🤖 AI Summary
This work addresses the inefficiency of current end-user AI agents in human-AI interaction, which stems from the absence of structured feedback mechanisms and high barriers to entry for non-expert users. To overcome these limitations, we propose a visual human-AI collaborative auditing framework tailored for end-user AI agents. The framework enables inspectable, intervenable, and traceable agent operations through a browser-based interface, while supporting remote access and persistent preference memory. Built on a local npm server, the system employs a skill-plugin architecture that integrates a Web UI, HTTP-based communication, execution trajectory visualization, and in-memory editing capabilities. Our approach significantly lowers the usability barrier and enhances both the efficiency of human-AI collaboration and the quality of task execution.
📝 Abstract
Recent autonomous AI agents such as Codex, and Claude Code have made it increasingly practical for users to delegate complex tasks, including writing emails, executing code, issuing shell commands, and carrying out multi-step plans. However, despite these capabilities, human-agent interaction still largely happens through terminal interfaces or remote text-based channels such as Discord. These interaction modes are often inefficient and unfriendly: long text outputs are difficult to read and review, proposed actions lack clear structure and visual context, and users must express feedback by typing detailed corrections, which is cumbersome and often discourages effective collaboration. As a result, non-expert users in particular face a high barrier to working productively with agents.
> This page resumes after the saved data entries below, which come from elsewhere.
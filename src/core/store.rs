//! The static message store and per-frame sentiment filtering.
//!
//! Messages are authored content with a hand-tagged sentiment in [-1, 1].
//! The store is loaded once and never written; filtering happens every
//! frame against the current window.

use crate::core::sentiment::SentimentWindow;
use serde::{Deserialize, Serialize};
use std::path::Path;

/// An authored chat message with a precomputed sentiment tag.
#[derive(Debug, Clone, PartialEq, Serialize, Deserialize)]
pub struct Message {
    pub text: String,
    /// Authored emotional polarity in [-1, 1].
    pub sentiment: f64,
}

/// Ordered, immutable collection of authored messages.
#[derive(Debug, Clone, Default)]
pub struct MessageStore {
    messages: Vec<Message>,
}

/// Built-in authored set spanning the sentiment range.
const BUILTIN_MESSAGES: &[(&str, f64)] = &[
    ("Perfection. No notes.", 1.0),
    ("This is the best stream I've seen all week!", 0.9),
    ("You are absolutely glowing today!", 0.85),
    ("Love this so much!", 0.8),
    ("You make this look easy!", 0.75),
    ("Great energy today!", 0.7),
    ("Chat is popping off!", 0.65),
    ("Looking good!", 0.6),
    ("Someone clip that!", 0.55),
    ("This is pretty fun.", 0.5),
    ("Nice one.", 0.4),
    ("That was kind of cool.", 0.3),
    ("Not bad at all.", 0.2),
    ("Interesting.", 0.1),
    ("Just got here. What's going on?", 0.0),
    ("It's fine, I guess.", -0.1),
    ("Why is everyone so quiet?", -0.15),
    ("Not sure about this one.", -0.2),
    ("Kind of a slow day, huh.", -0.3),
    ("Meh.", -0.4),
    ("Can we move on already?", -0.45),
    ("This isn't doing it for me.", -0.5),
    ("I've seen better.", -0.6),
    ("Really not feeling this.", -0.7),
    ("This is a mess.", -0.8),
    ("Worst feed ever.", -0.9),
    ("Absolutely dreadful.", -1.0),
];

impl MessageStore {
    pub fn new(messages: Vec<Message>) -> Self {
        Self { messages }
    }

    /// The built-in authored message set.
    pub fn builtin() -> Self {
        Self {
            messages: BUILTIN_MESSAGES
                .iter()
                .map(|&(text, sentiment)| Message {
                    text: text.to_string(),
                    sentiment,
                })
                .collect(),
        }
    }

    /// Load a store from a JSON file holding an array of messages.
    pub fn load(path: &Path) -> Result<Self, StoreError> {
        let content =
            std::fs::read_to_string(path).map_err(|e| StoreError::Io(e.to_string()))?;
        let messages: Vec<Message> =
            serde_json::from_str(&content).map_err(|e| StoreError::Parse(e.to_string()))?;
        Ok(Self { messages })
    }

    pub fn messages(&self) -> &[Message] {
        &self.messages
    }

    pub fn len(&self) -> usize {
        self.messages.len()
    }

    pub fn is_empty(&self) -> bool {
        self.messages.is_empty()
    }

    /// Messages whose sentiment falls inside the window, in store order.
    ///
    /// `None` means no face has been observed yet; the full range applies.
    /// An empty store yields an empty result rather than an error.
    pub fn filter(&self, window: Option<&SentimentWindow>) -> Vec<&Message> {
        match window {
            Some(w) => self
                .messages
                .iter()
                .filter(|m| w.contains(m.sentiment))
                .collect(),
            None => self.messages.iter().collect(),
        }
    }
}

/// Message store errors.
#[derive(Debug)]
pub enum StoreError {
    Io(String),
    Parse(String),
}

impl std::fmt::Display for StoreError {
    fn fmt(&self, f: &mut std::fmt::Formatter<'_>) -> std::fmt::Result {
        match self {
            StoreError::Io(e) => write!(f, "IO error: {e}"),
            StoreError::Parse(e) => write!(f, "Parse error: {e}"),
        }
    }
}

impl std::error::Error for StoreError {}

#[cfg(test)]
mod tests {
    use super::*;

    fn store_with(scores: &[f64]) -> MessageStore {
        MessageStore::new(
            scores
                .iter()
                .map(|&sentiment| Message {
                    text: format!("message {sentiment}"),
                    sentiment,
                })
                .collect(),
        )
    }

    #[test]
    fn test_builtin_store_is_well_formed() {
        let store = MessageStore::builtin();
        assert!(!store.is_empty());
        assert!(store.messages().iter().all(|m| (-1.0..=1.0).contains(&m.sentiment)));
        assert!(store.messages().iter().any(|m| m.sentiment > 0.5));
        assert!(store.messages().iter().any(|m| m.sentiment < -0.5));
    }

    #[test]
    fn test_filter_is_inclusive_on_both_bounds() {
        // Window [-0.05, 0.15] over these scores admits exactly 0.
        let store = store_with(&[-1.0, -0.5, 0.0, 0.5, 1.0]);
        let window = SentimentWindow::from_expression(-0.05);
        assert_eq!(window.min(), -0.05);
        assert_eq!(window.max(), 0.15);

        let filtered = store.filter(Some(&window));
        assert_eq!(filtered.len(), 1);
        assert_eq!(filtered[0].sentiment, 0.0);

        // Scores landing exactly on a bound are admitted.
        let store = store_with(&[-0.05, 0.15]);
        assert_eq!(store.filter(Some(&window)).len(), 2);
    }

    #[test]
    fn test_filter_preserves_store_order() {
        let store = store_with(&[0.1, -0.05, 0.0, 0.15]);
        let window = SentimentWindow::from_expression(-0.05);
        let filtered = store.filter(Some(&window));
        let scores: Vec<f64> = filtered.iter().map(|m| m.sentiment).collect();
        assert_eq!(scores, vec![0.1, -0.05, 0.0, 0.15]);
    }

    #[test]
    fn test_no_window_passes_everything() {
        let store = store_with(&[-1.0, 0.0, 1.0]);
        assert_eq!(store.filter(None).len(), 3);
    }

    #[test]
    fn test_empty_store_filters_to_empty() {
        let store = MessageStore::default();
        let window = SentimentWindow::from_expression(0.0);
        assert!(store.filter(Some(&window)).is_empty());
        assert!(store.filter(None).is_empty());
    }

    #[test]
    fn test_load_from_file() {
        let path = std::env::temp_dir().join("moodfeed-store-test.json");
        std::fs::write(
            &path,
            r#"[{"text": "hello", "sentiment": 0.5}, {"text": "ugh", "sentiment": -0.5}]"#,
        )
        .expect("Failed to write store file");

        let store = MessageStore::load(&path).expect("Failed to load store");
        assert_eq!(store.len(), 2);
        assert_eq!(store.messages()[0].text, "hello");
    }

    #[test]
    fn test_load_missing_file_is_io_error() {
        let result = MessageStore::load(Path::new("/nonexistent/messages.json"));
        assert!(matches!(result, Err(StoreError::Io(_))));
    }
}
To address this gap, we present AgentClick, an interactive review layer for terminal-based agents. AgentClick is implemented as a localhost npm server paired with a skill-based plugin that connects the running agent to a browser interface, allowing users to supervise and collaborate with agents through a structured web UI rather than raw terminal text alone. The system supports a range of human-in-the-loop workflows, including email drafting and revision, plan review and modification, memory management, trajectory inspection and visualization, and error localization during agent execution. It also turns code generation and execution into a reviewable process, enabling users to inspect and intervene before consequential actions are taken. In addition, AgentClick supports persistent preference capture through editable memory and remote access over HTTP, allowing users to review agents running on servers from their personal devices. Our goal is to lower the barrier for non-expert users and improve the efficiency and quality of human-agent co-work.